WHAT YOU HAVE TO DO: Count the lines below that carry the word "impl". Answer with that number alone.

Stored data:
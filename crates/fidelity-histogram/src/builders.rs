//! Reference bin-edge strategies

use crate::traits::HistogramBuilder;
use crate::types::Histogram;
use fidelity_core::{Error, Result};

/// Half-width of the single bin used for a sample without spread
pub const DEGENERATE_HALF_WIDTH: f64 = 0.5;

/// Edges closer than this are merged by the quantile builder
const EDGE_EPSILON: f64 = 1e-10;

/// Equal-width histogram builder
///
/// Creates `num_bins` bins of identical width spanning `[min, max]`.
#[derive(Debug, Clone, Copy, PartialEq, Eq)]
pub struct UniformBuilder {
    num_bins: usize,
}

impl UniformBuilder {
    /// Create a new equal-width histogram builder
    pub fn new(num_bins: usize) -> Self {
        Self {
            num_bins: num_bins.max(1),
        }
    }
}

impl HistogramBuilder for UniformBuilder {
    fn build_sorted(&self, sorted_sample: &[f64]) -> Result<Histogram> {
        let (min, max) = range_of(sorted_sample)?;
        if max <= min {
            return degenerate(sorted_sample);
        }
        let width = (max - min) / self.num_bins as f64;
        let mut edges: Vec<f64> = (0..self.num_bins)
            .map(|i| min + i as f64 * width)
            .collect();
        // Ensure last bin includes max
        edges.push(max);
        finish(edges, sorted_sample)
    }

    fn target_bins(&self) -> Option<usize> {
        Some(self.num_bins)
    }
}

/// Equal-frequency histogram builder
///
/// Places the edges at empirical quantiles so that each bin holds roughly the
/// same number of points. Tied quantiles collapse into one edge, so discrete
/// data can yield fewer bins than requested.
#[derive(Debug, Clone, Copy, PartialEq, Eq)]
pub struct QuantileBuilder {
    num_bins: usize,
}

impl QuantileBuilder {
    /// Create a new quantile-based histogram builder
    pub fn new(num_bins: usize) -> Self {
        Self {
            num_bins: num_bins.max(1),
        }
    }
}

impl HistogramBuilder for QuantileBuilder {
    fn build_sorted(&self, sorted_sample: &[f64]) -> Result<Histogram> {
        let (min, max) = range_of(sorted_sample)?;
        if max <= min {
            return degenerate(sorted_sample);
        }
        if sorted_sample.len() < self.num_bins {
            // Not enough data for requested bins
            return UniformBuilder::new(sorted_sample.len()).build_sorted(sorted_sample);
        }

        let mut edges: Vec<f64> = (0..=self.num_bins)
            .map(|i| quantile_sorted(sorted_sample, i as f64 / self.num_bins as f64))
            .collect();
        edges[0] = min;
        edges[self.num_bins] = max;
        // Remove duplicate edges (can happen with discrete data)
        edges.dedup_by(|a, b| (*a - *b).abs() < EDGE_EPSILON);
        if let Some(last) = edges.last_mut() {
            *last = max;
        }
        finish(edges, sorted_sample)
    }

    fn target_bins(&self) -> Option<usize> {
        Some(self.num_bins)
    }
}

/// Geometrically spaced histogram builder
///
/// Requires strictly positive data; bins have equal width in log space.
#[derive(Debug, Clone, Copy, PartialEq, Eq)]
pub struct LogarithmicBuilder {
    num_bins: usize,
}

impl LogarithmicBuilder {
    /// Create a new log-spaced histogram builder
    pub fn new(num_bins: usize) -> Self {
        Self {
            num_bins: num_bins.max(1),
        }
    }
}

impl HistogramBuilder for LogarithmicBuilder {
    fn build_sorted(&self, sorted_sample: &[f64]) -> Result<Histogram> {
        let (min, max) = range_of(sorted_sample)?;
        if min <= 0.0 {
            return Err(Error::InvalidInput(format!(
                "logarithmic bins need strictly positive values, minimum is {min}"
            )));
        }
        if max <= min {
            return degenerate(sorted_sample);
        }
        let (log_min, log_max) = (min.ln(), max.ln());
        let step = (log_max - log_min) / self.num_bins as f64;
        let mut edges: Vec<f64> = std::iter::once(min)
            .chain((1..self.num_bins).map(|i| (log_min + i as f64 * step).exp()))
            .collect();
        edges.push(max);
        finish(edges, sorted_sample)
    }

    fn target_bins(&self) -> Option<usize> {
        Some(self.num_bins)
    }
}

/// Linear-interpolation quantile of sorted data (Hyndman-Fan type 7)
pub fn quantile_sorted(sorted: &[f64], p: f64) -> f64 {
    let n = sorted.len();
    if n == 0 {
        return 0.0;
    }
    let h = (n - 1) as f64 * p.clamp(0.0, 1.0);
    let lo = h.floor() as usize;
    let hi = (lo + 1).min(n - 1);
    sorted[lo] + (h - lo as f64) * (sorted[hi] - sorted[lo])
}

fn range_of(sorted_sample: &[f64]) -> Result<(f64, f64)> {
    match (sorted_sample.first(), sorted_sample.last()) {
        (Some(&min), Some(&max)) => Ok((min, max)),
        _ => Err(Error::empty_input("histogram construction")),
    }
}

/// Single bin centred on a sample without spread
fn degenerate(sorted_sample: &[f64]) -> Result<Histogram> {
    let value = sorted_sample[0];
    Histogram::from_edges(
        &[value - DEGENERATE_HALF_WIDTH, value + DEGENERATE_HALF_WIDTH],
        &[sorted_sample.len() as u64],
    )
}

/// Drop edges that rounding made non-increasing, then count
fn finish(mut edges: Vec<f64>, sorted_sample: &[f64]) -> Result<Histogram> {
    edges.dedup_by(|a, b| *a <= *b);
    if edges.len() < 2 {
        return degenerate(sorted_sample);
    }
    let num_bins = edges.len() - 1;
    let mut counts = vec![0u64; num_bins];

    // Efficient single pass through sorted data
    let mut current_bin = 0;
    for &value in sorted_sample {
        while current_bin < num_bins - 1 && value >= edges[current_bin + 1] {
            current_bin += 1;
        }
        counts[current_bin] += 1;
    }

    Histogram::from_edges(&edges, &counts)
}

RESPONSE: 6